//! Profile override sources and the override merge.
//!
//! An override source is a `.toml` file whose stem names the profile:
//!
//! ```toml
//! # profiles/server.toml
//! [knobs]
//! power_limit_watts = 300
//! fan_mode = "Turbo"
//! ```
//!
//! Merging never mutates the schema. Each source yields a fresh
//! [`ProfileOverrides`], so sources can be merged in any order or in
//! parallel.

use std::path::Path;

use serde::{Deserialize, Serialize};

use crate::error::{Result, SchemaError};
use crate::schema::Schema;
use crate::types::Value;

/// A named set of knob-name to value pairs.
#[derive(Debug, Clone, PartialEq, Serialize, Deserialize)]
pub struct OverrideSource {
    /// Profile name, taken from the file stem.
    #[serde(skip)]
    pub name: String,
    /// Where the source came from, for provenance comments.
    #[serde(skip)]
    pub origin: String,
    #[serde(default)]
    pub knobs: toml::Table,
}

impl OverrideSource {
    /// An empty source.
    pub fn new(name: &str) -> Self {
        OverrideSource {
            name: name.to_string(),
            origin: name.to_string(),
            knobs: toml::Table::new(),
        }
    }

    /// Add or replace one override.
    pub fn set(&mut self, knob: &str, value: impl Into<toml::Value>) -> &mut Self {
        self.knobs.insert(knob.to_string(), value.into());
        self
    }

    /// Parse an override source from TOML text.
    pub fn parse(name: &str, input: &str) -> Result<Self> {
        let mut source: OverrideSource = toml::from_str(input)?;
        source.name = name.to_string();
        source.origin = name.to_string();
        Ok(source)
    }

    /// Load an override source; the profile name is the file stem.
    ///
    /// Only `.toml` sources are read.
    pub fn load(path: &Path) -> Result<Self> {
        let unsupported = || SchemaError::UnsupportedFile {
            path: path.to_path_buf(),
        };
        if path.extension().and_then(|e| e.to_str()) != Some("toml") {
            return Err(unsupported());
        }
        let name = path
            .file_stem()
            .and_then(|s| s.to_str())
            .ok_or_else(unsupported)?;
        let content = std::fs::read_to_string(path)?;
        let mut source = Self::parse(name, &content)?;
        source.origin = path.display().to_string();
        Ok(source)
    }
}

/// One overridden knob.
#[derive(Debug, Clone, PartialEq)]
pub struct KnobOverride {
    pub knob: String,
    pub value: Value,
}

/// The overrides of one profile, in schema knob order.
#[derive(Debug, Clone, PartialEq)]
pub struct ProfileOverrides {
    pub name: String,
    pub origin: String,
    pub entries: Vec<KnobOverride>,
}

impl ProfileOverrides {
    pub fn len(&self) -> usize {
        self.entries.len()
    }

    pub fn is_empty(&self) -> bool {
        self.entries.is_empty()
    }

    pub fn get(&self, knob: &str) -> Option<&Value> {
        self.entries
            .iter()
            .find(|e| e.knob == knob)
            .map(|e| &e.value)
    }
}

/// Start from schema defaults and apply one source on top.
///
/// Knobs absent from the source keep their defaults and are not part of
/// the result. Naming a knob the schema does not declare is an error, as
/// is a value outside the knob's declared bounds.
pub fn merge_overrides(schema: &Schema, source: &OverrideSource) -> Result<ProfileOverrides> {
    if let Some(unknown) = source
        .knobs
        .keys()
        .find(|name| schema.find_knob(name).is_none())
    {
        return Err(SchemaError::UnknownKnob {
            source_name: source.name.clone(),
            knob: unknown.clone(),
        });
    }

    let mut entries = Vec::new();
    for knob in &schema.knobs {
        if let Some(raw) = source.knobs.get(&knob.name) {
            let value = schema.value_from_toml(&knob.format, raw)?;
            knob.check_bounds(schema, &value)?;
            entries.push(KnobOverride {
                knob: knob.name.clone(),
                value,
            });
        }
    }

    tracing::debug!(
        profile = %source.name,
        overrides = entries.len(),
        "merged override source"
    );
    Ok(ProfileOverrides {
        name: source.name.clone(),
        origin: source.origin.clone(),
        entries,
    })
}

• _What is being asked_: The answer is each line from the entries above in which the word "path" occurs.

• _Answer section_:
use std::path::Path;
    pub fn load(path: &Path) -> Result<Self> {
            path: path.to_path_buf(),
        if path.extension().and_then(|e| e.to_str()) != Some("toml") {
        let name = path
        let content = std::fs::read_to_string(path)?;
        source.origin = path.display().to_string();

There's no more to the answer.